Out of all the unfamiliar terms you’ll need to understand as you move through the mortgage process, escrow might be the most foreign-sounding. Thankfully, this strange term really isn’t all that complicated and is actually immensely helpful as you work to finalize the deal on your home.
What is escrow?
Escrow is a general financial term that most of us encounter in the homebuying process. However, it’s a concept that’s utilized in all kinds of transactions, usually when a large amount of money will be changing hands. Essentially, escrow describes a contractual arrangement between a buyer and a seller to hold the money used in a purchase in an intermediate account. This escrow account is controlled by a neutral third party who agrees to only transfer that money from buyer to seller when each has met all contractual obligations.

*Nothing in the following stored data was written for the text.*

//! Test level for headless runs

use glam::Vec3;
use strider_physics::PhysicsWorld;
use tracing::info;

/// Build the test level: a floor at z = 0, a wall ahead and a ramp off to the right
pub fn build(physics: &mut PhysicsWorld) {
    physics.create_ground(0.0);

    // Wall face at x = 1500
    physics.create_static_box(Vec3::new(50.0, 600.0, 200.0), Vec3::new(1550.0, 0.0, 200.0));

    // 20 degree ramp rising towards +X
    physics.create_ramp(
        Vec3::new(400.0, 200.0, 20.0),
        Vec3::new(600.0, 800.0, 100.0),
        20.0,
    );

    physics.update_queries();
    info!("Level built");
}
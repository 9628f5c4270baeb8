//! Strider - headless third-person locomotion simulation
//!
//! Builds a small test level, spawns a character and drives it with a
//! scripted input timeline at a fixed timestep, logging what it does.

mod level;
mod scenario;
mod settings;

use anyhow::{Context, Result};
use strider_core::{GameTime, TimerManager};
use strider_game::{CameraRig, InputHandler, LocomotionController, LocomotionTimer};
use strider_physics::{CharacterBody, PhysicsWorld};
use tracing::{debug, info};
use tracing_subscriber::{EnvFilter, FmtSubscriber};

use scenario::Scenario;
use settings::Settings;

fn main() -> Result<()> {
    // Initialize logging
    let filter = EnvFilter::try_from_default_env().unwrap_or_else(|_| EnvFilter::new("info"));
    let subscriber = FmtSubscriber::builder()
        .with_env_filter(filter)
        .with_target(false)
        .finish();
    tracing::subscriber::set_global_default(subscriber)
        .context("Failed to set tracing subscriber")?;

    info!("Starting Strider simulation...");

    let settings = Settings::load()?;
    if std::env::args().any(|arg| arg == "--save-settings") {
        settings.save()?;
    }
    let sim = &settings.simulation;

    let mut physics = PhysicsWorld::new();
    level::build(&mut physics);

    let body = CharacterBody::spawn(&mut physics, settings.body.clone(), sim.spawn_position);
    physics.update_queries();

    let mut controller = LocomotionController::new(settings.locomotion.clone());
    controller.spawn(sim.spawn_position, &body.query(&physics));

    let mut camera = CameraRig::with_config(settings.camera.clone());
    let mut timers = TimerManager::<LocomotionTimer>::new();
    let mut time = GameTime::new(sim.time.clone());
    let mut input = InputHandler::new();
    let mut scenario = Scenario::demo();

    let dt = time.config.fixed_timestep;
    let mut landings = 0u32;
    let mut jumps = 0u32;

    while time.total_time < sim.duration as f64 {
        time.update(dt);

        for _ in 0..time.fixed_steps() {
            for (handle, timer) in timers.advance(dt) {
                controller.on_timer(handle, timer);
            }

            scenario.feed(timers.now() as f32, &mut input);
            for event in input.drain() {
                debug!(?event, "Input");
                controller.handle_input(event);
            }

            let report = controller.tick(dt, &body.query(&physics), &mut timers);
            body.set_position(&mut physics, report.transform.position);
            physics.update_queries();
            camera.sync(
                report.transform.position,
                report.control_rotation,
                Some((&physics, body.filter())),
            );

            if report.jumped {
                jumps += 1;
            }
            if let Some(resolution) = report.landing {
                landings += 1;
                info!(
                    t = timers.now(),
                    ?resolution,
                    position = ?report.transform.position,
                    "Landed"
                );
            }
            if report.mode_changed() {
                info!(
                    t = timers.now(),
                    from = ?report.previous_mode,
                    to = ?report.mode,
                    "Mode changed"
                );
            }
        }
    }

    info!(
        position = ?controller.position(),
        facing = controller.transform().rotation.yaw,
        camera = ?camera.position(),
        mode = ?controller.mode(),
        jumps,
        landings,
        script_done = scenario.is_finished(),
        "Simulation finished"
    );

    controller.despawn(&mut timers);
    body.despawn(&mut physics);

    Ok(())
}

It’s easy to see why this might be useful as buyers and sellers negotiate on a home purchase. When making an offer on a home, the buyer is expected to deposit an earnest money check into escrow and then hash out the details of the deal. While it’s in escrow, neither the buyer nor the seller can touch it until the third party (the “escrow officer”) certifies that the purchase contract has been fulfilled.

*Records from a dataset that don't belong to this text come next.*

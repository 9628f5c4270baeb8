//! Core types used throughout Strider

use std::fmt;
use std::ops::{Add, Mul, Sub};

use glam::{EulerRot, Quat, Vec3};
use serde::{Deserialize, Serialize};
use uuid::Uuid;

use crate::math::{safe_normal, KINDA_SMALL_NUMBER};

/// Unique identifier for a simulated character
#[derive(Debug, Clone, Copy, PartialEq, Eq, Hash, Serialize, Deserialize)]
pub struct EntityId(pub Uuid);

impl EntityId {
    /// Create a new random entity ID
    pub fn new() -> Self {
        Self(Uuid::new_v4())
    }
}

impl Default for EntityId {
    fn default() -> Self {
        Self::new()
    }
}

impl fmt::Display for EntityId {
    fn fmt(&self, f: &mut fmt::Formatter<'_>) -> fmt::Result {
        write!(f, "{}", self.0)
    }
}

/// Wrap an angle in degrees into (-180, 180]
///
/// Angles already inside the range are returned untouched so that
/// normalizing twice never drifts.
pub fn normalize_axis(angle: f32) -> f32 {
    if angle > -180.0 && angle <= 180.0 {
        return angle;
    }
    let wrapped = angle.rem_euclid(360.0);
    if wrapped > 180.0 {
        wrapped - 360.0
    } else {
        wrapped
    }
}

/// Orientation as pitch/yaw/roll in degrees.
///
/// Axes follow a Z-up world: yaw turns around Z (X towards Y), positive
/// pitch tilts the forward axis up, roll spins around forward.
#[derive(Debug, Clone, Copy, PartialEq, Default, Serialize, Deserialize)]
pub struct Rotator {
    pub pitch: f32,
    pub yaw: f32,
    pub roll: f32,
}

impl Rotator {
    pub const ZERO: Rotator = Rotator::new(0.0, 0.0, 0.0);

    pub const fn new(pitch: f32, yaw: f32, roll: f32) -> Self {
        Self { pitch, yaw, roll }
    }

    /// Rotator carrying only a yaw component
    pub const fn from_yaw(yaw: f32) -> Self {
        Self::new(0.0, yaw, 0.0)
    }

    /// Build the rotation whose forward axis points along `direction` (roll = 0)
    pub fn from_direction(direction: Vec3) -> Self {
        let yaw = direction.y.atan2(direction.x).to_degrees();
        let pitch = direction
            .z
            .atan2((direction.x * direction.x + direction.y * direction.y).sqrt())
            .to_degrees();
        Self::new(pitch, yaw, 0.0)
    }

    /// Wrap every axis into (-180, 180]
    pub fn normalized(self) -> Self {
        Self::new(
            normalize_axis(self.pitch),
            normalize_axis(self.yaw),
            normalize_axis(self.roll),
        )
    }

    /// Clamp each axis independently to `[-bounds, +bounds]`
    pub fn clamp_axes(self, bounds: Rotator) -> Self {
        Self::new(
            self.pitch.clamp(-bounds.pitch, bounds.pitch),
            self.yaw.clamp(-bounds.yaw, bounds.yaw),
            self.roll.clamp(-bounds.roll, bounds.roll),
        )
    }

    /// Whether every axis is within `tolerance` of zero
    pub fn is_nearly_zero(&self, tolerance: f32) -> bool {
        self.pitch.abs() <= tolerance && self.yaw.abs() <= tolerance && self.roll.abs() <= tolerance
    }

    /// Drop pitch and roll, keeping the heading only
    pub fn yaw_only(self) -> Self {
        Self::from_yaw(self.yaw)
    }

    /// Unit forward axis (local +X)
    pub fn forward(&self) -> Vec3 {
        let (sp, cp) = self.pitch.to_radians().sin_cos();
        let (sy, cy) = self.yaw.to_radians().sin_cos();
        Vec3::new(cp * cy, cp * sy, sp)
    }

    /// Unit right axis (local +Y)
    pub fn right(&self) -> Vec3 {
        let (sp, cp) = self.pitch.to_radians().sin_cos();
        let (sy, cy) = self.yaw.to_radians().sin_cos();
        let (sr, cr) = self.roll.to_radians().sin_cos();
        Vec3::new(sr * sp * cy - cr * sy, sr * sp * sy + cr * cy, -sr * cp)
    }

    /// Same orientation as a quaternion, for rotating vectors in bulk
    pub fn to_quat(&self) -> Quat {
        Quat::from_euler(
            EulerRot::ZYX,
            self.yaw.to_radians(),
            -self.pitch.to_radians(),
            -self.roll.to_radians(),
        )
    }

    /// Damped rotational interpolation towards `target`.
    ///
    /// Moves along the shortest per-axis delta by `clamp(dt * speed, 0, 1)`.
    /// A non-positive `speed` snaps straight to the target.
    pub fn interp_to(self, target: Rotator, dt: f32, speed: f32) -> Rotator {
        if dt == 0.0 || self == target {
            return self;
        }
        if speed <= 0.0 {
            return target;
        }

        let delta = (target - self).normalized();
        if delta.is_nearly_zero(KINDA_SMALL_NUMBER) {
            return target;
        }

        let alpha = (dt * speed).clamp(0.0, 1.0);
        (self + delta * alpha).normalized()
    }
}

impl Add for Rotator {
    type Output = Rotator;

    fn add(self, rhs: Rotator) -> Rotator {
        Rotator::new(self.pitch + rhs.pitch, self.yaw + rhs.yaw, self.roll + rhs.roll)
    }
}

impl Sub for Rotator {
    type Output = Rotator;

    fn sub(self, rhs: Rotator) -> Rotator {
        Rotator::new(self.pitch - rhs.pitch, self.yaw - rhs.yaw, self.roll - rhs.roll)
    }
}

impl Mul<f32> for Rotator {
    type Output = Rotator;

    fn mul(self, rhs: f32) -> Rotator {
        Rotator::new(self.pitch * rhs, self.yaw * rhs, self.roll * rhs)
    }
}

/// Actor transform: capsule-centre position plus facing rotation
#[derive(Debug, Clone, Copy, PartialEq, Default, Serialize, Deserialize)]
pub struct Transform {
    pub position: Vec3,
    pub rotation: Rotator,
}

impl Transform {
    /// Create a new transform at the given position
    pub fn from_position(position: Vec3) -> Self {
        Self {
            position,
            ..Default::default()
        }
    }

    /// Turn to face `direction` on the horizontal plane; zero leaves facing unchanged
    pub fn face(&mut self, direction: Vec3) {
        if safe_normal(direction) == Vec3::ZERO {
            return;
        }
        self.rotation = Rotator::from_direction(direction).yaw_only();
    }
}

An escrow account will be officially closed once the third party has received confirmation from both the buyer and seller that all contractual obligations have been met. Usually, some money can be held in the escrow account to cover specific line items of the purchase contract that haven’t yet been completed. For example, if the seller agreed to make a repair to the home in the contract, the funds for the home itself may be transferred out of escrow, minus the expense of paying for that repair.
Escrow and your lender
The other common use of escrow is related to how you make regular mortgage payments after the purchase is completed. In many cases, mortgages will include terms for an escrow account that is used to pay homeowners insurance premiums and property taxes. These accounts are sometimes called “impound” or “reserve” accounts, but the concept is the same.
Why do lenders require an escrow account as you pay your mortgage? It may seem like an extra hassle, but it’s done to reduce risk for everyone involved. When you use a mortgage to buy a home and begin paying it off, your lender technically owns a portion of the home equivalent to the amount of principal that you haven’t yet paid for. That means if your home was destroyed without insurance, or if you neglected to pay your property taxes, both you and the lender would be financially responsible.
By designating an escrow fund for these mandatory expenses, it does more than streamline monthly payments. It also helps homeowners make sure that money is being spent appropriately, since the account is controlled by a neutral third party. It might seem like extra work, but these accounts actually reduce the number of bills you need to worry about every month.